Still, it would be great to have this error handing go into D7 before it is released, so I'm changing the version tag on this to 7.x.

Comment #3

damien tournoud commented 21 June 2009 at 11:58

Highly transactional systems, like Drupal + MySQL should never try to reissue transactions. It can only provoke meltdowns (on the front-end server, or on the database server, depending on the root cause of the initial error).

The only error codes I think are worth discussing are: 2006 (CR_SERVER_GONE_ERROR) and 2013 (CR_SERVER_LOST). Those two can be triggered by scripts running longer then the wait_timeout, which can easily happen on cron (while fetching new RSS feeds, for example). Those generate the infamous "MySQL Server has gone away" errors.

Comment #4

arjenlentz commented 21 June 2009 at 13:16

Damien, Drupal is not highly transactional, it merely issues a lot of queries. Not the same thing at all ;-)
But the issue is that we're talking about transient errors, i.e. non-fatal error situations; the specific intent of those errors is that the app appropriately re-issues the query or transaction (a db server can't magically re-run an entire transaction as params could change, so it's something the app needs to handle). In any case, they are not "errors" at all, in the usual sense of the word.
Regarding them as fatal errors is, strictly speaking, a bug.

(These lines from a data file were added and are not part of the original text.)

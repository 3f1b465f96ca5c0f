//! QueryService port - タスク 1 件のクエリ実行
//!
//! 具体的なエンジン（DWH クライアント、コマンドラインツールなど）はこの trait の裏にある。
//! エラーはそのままタスクの失敗として扱う。

use async_trait::async_trait;
use tokio_util::sync::CancellationToken;

use crate::domain::{CapabilityError, Task};

/// QueryService はタスクのクエリを実行して結果を JSON で返す
#[async_trait]
pub trait QueryService: Send + Sync {
    /// タスクのクエリを実行
    ///
    /// `cancel` が発火したら速やかに `CapabilityError::Cancelled` で戻ること。
    async fn execute(
        &self,
        task: &Task,
        cancel: &CancellationToken,
    ) -> Result<serde_json::Value, CapabilityError>;
}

With any transactional engine (or other RDBMS, including PostgreSQL, Oracle, etc) a deadlock, for instance, is a perfectly normal and *transient* error, and an app should re-run the statement/transaction at least once.

Lock wait timeouts should also be handled, the key there is that the default innodb_wait_timeout is 50 seconds which is way too long. But that setting is not directly a Drupal-code concern, since if a user is affected by the 50 second wait, re-running the transaction/query (which will then succeed) will then at least come up with a real result rather than a failure. And on a properly configured production server, the user won't notice at all exactly because the handling is correct.

I should also note in this respect that these things are really not MySQL specific; however the misconceptions on error handling are mainly unfortunate bad development habits from the old "MyISAM non-transactional way of doing things". But the even when using the MyISAM storage engine, the "proper" workflow for these cases works. For more detail on that background, more possible "errors" to handle, and appropriate ways of handling them, please see:

http://openquery.com/blog/error-handling-for-mysql-applications
and
http://openquery.com/blog/migrating-mysql-myisam-apps-to-the-innodb-stor...

Comment #5

arjenlentz commented 21 June 2009 at 13:23

Code-wise, I have the following suggestions.

For the transient errors
- there doesn't need to be a delay before re-running the query.
- if inside an explicit transaction, issue a ROLLBACK before restarting.
- only retry once - perhaps twice.

For
case 11: // Resource temporarily unavailable (EAGAIN)
case 1040: // Too many connections
I'd agree that rerunning on these errors can cause serious trouble; it needs to be reported through the backend.

Comment #6

damien tournoud commented 21 June 2009 at 13:32

@arjenlentz: if your front-end server receives 200 requests per second, blocking a request for 50ms to reissue a query means that you are blocking 10 requests. Drupal doesn't issue a lot of queries, but as all web applications, it is highly transactional. In that context, it is critical never to block.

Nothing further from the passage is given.